### Task details
Exactly reproduce the lines from the top of the entries below through the line containing "every store call", with both ends included.

### Material to process

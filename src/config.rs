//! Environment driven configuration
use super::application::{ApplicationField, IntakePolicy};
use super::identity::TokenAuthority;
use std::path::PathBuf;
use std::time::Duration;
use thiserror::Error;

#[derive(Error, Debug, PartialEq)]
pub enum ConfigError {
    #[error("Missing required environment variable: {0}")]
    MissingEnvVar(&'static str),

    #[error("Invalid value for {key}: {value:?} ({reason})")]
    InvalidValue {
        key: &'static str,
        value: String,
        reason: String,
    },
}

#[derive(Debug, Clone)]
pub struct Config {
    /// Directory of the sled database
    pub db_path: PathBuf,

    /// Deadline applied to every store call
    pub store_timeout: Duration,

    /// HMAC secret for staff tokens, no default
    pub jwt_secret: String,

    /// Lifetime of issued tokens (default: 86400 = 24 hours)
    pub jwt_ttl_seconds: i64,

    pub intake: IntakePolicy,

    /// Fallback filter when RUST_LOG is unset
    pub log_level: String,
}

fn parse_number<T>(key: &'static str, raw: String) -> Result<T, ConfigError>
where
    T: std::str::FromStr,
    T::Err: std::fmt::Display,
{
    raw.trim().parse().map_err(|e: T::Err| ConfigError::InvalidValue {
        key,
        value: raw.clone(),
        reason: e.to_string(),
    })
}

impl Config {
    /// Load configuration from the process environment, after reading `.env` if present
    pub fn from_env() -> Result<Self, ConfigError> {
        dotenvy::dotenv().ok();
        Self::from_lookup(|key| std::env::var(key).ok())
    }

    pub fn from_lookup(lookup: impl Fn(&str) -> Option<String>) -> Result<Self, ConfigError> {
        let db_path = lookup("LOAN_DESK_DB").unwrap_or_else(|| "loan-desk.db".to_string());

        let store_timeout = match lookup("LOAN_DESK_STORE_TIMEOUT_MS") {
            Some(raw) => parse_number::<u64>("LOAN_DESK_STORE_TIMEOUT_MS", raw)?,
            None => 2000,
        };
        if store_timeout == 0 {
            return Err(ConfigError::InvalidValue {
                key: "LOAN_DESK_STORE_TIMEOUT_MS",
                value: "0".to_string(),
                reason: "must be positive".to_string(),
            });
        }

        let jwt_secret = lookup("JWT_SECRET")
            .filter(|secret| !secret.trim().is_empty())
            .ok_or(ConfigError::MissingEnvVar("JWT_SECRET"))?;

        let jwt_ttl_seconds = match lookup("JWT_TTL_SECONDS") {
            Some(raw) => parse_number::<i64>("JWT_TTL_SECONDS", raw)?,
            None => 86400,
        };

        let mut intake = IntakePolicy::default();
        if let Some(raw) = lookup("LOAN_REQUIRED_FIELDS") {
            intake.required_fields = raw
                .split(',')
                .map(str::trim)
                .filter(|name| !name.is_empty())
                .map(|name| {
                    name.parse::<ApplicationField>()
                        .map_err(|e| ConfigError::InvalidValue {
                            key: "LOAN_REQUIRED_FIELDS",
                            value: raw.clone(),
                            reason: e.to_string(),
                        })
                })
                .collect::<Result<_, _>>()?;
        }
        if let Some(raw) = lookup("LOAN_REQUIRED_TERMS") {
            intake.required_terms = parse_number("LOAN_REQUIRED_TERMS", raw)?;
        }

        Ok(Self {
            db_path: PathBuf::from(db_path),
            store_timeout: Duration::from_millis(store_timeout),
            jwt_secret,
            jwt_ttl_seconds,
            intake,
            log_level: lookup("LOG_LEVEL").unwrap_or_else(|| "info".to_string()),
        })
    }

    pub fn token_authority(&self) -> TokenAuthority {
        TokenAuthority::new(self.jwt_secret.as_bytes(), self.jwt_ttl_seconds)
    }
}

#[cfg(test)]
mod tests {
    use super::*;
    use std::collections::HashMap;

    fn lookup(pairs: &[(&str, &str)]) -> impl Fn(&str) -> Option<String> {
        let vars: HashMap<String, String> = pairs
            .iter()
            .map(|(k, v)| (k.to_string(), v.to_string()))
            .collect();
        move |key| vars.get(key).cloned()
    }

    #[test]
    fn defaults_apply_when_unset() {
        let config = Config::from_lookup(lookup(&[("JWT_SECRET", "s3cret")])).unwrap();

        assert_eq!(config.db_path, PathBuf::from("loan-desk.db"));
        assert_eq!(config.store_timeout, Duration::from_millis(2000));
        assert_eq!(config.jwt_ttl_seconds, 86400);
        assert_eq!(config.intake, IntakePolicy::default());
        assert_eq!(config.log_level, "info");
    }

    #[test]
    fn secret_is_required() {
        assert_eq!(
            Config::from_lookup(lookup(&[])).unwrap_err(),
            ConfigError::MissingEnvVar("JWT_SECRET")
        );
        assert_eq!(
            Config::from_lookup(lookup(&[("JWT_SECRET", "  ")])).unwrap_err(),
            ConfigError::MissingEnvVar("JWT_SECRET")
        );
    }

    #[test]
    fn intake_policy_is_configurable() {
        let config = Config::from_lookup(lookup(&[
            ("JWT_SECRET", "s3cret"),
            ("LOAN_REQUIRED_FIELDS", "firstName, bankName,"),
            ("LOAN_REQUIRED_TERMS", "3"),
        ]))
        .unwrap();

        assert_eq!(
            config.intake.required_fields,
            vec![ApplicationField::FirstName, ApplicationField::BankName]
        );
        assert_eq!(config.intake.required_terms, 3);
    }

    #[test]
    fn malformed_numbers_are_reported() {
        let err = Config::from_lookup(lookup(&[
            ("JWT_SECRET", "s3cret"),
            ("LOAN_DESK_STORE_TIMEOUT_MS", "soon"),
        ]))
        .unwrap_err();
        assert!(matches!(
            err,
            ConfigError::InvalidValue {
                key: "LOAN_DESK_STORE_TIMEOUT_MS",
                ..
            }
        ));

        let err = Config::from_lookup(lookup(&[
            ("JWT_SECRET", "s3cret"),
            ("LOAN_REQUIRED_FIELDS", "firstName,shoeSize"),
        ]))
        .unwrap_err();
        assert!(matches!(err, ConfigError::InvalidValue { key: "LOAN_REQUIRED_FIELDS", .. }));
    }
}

### Answer to this exercise
filename src/config.rs
//! Environment driven configuration
use super::application::{ApplicationField, IntakePolicy};
use super::identity::TokenAuthority;
use std::path::PathBuf;
use std::time::Duration;
use thiserror::Error;

#[derive(Error, Debug, PartialEq)]
pub enum ConfigError {
    #[error("Missing required environment variable: {0}")]
    MissingEnvVar(&'static str),

    #[error("Invalid value for {key}: {value:?} ({reason})")]
    InvalidValue {
        key: &'static str,
        value: String,
        reason: String,
    },
}

#[derive(Debug, Clone)]
pub struct Config {
    /// Directory of the sled database
    pub db_path: PathBuf,

    /// Deadline applied to every store call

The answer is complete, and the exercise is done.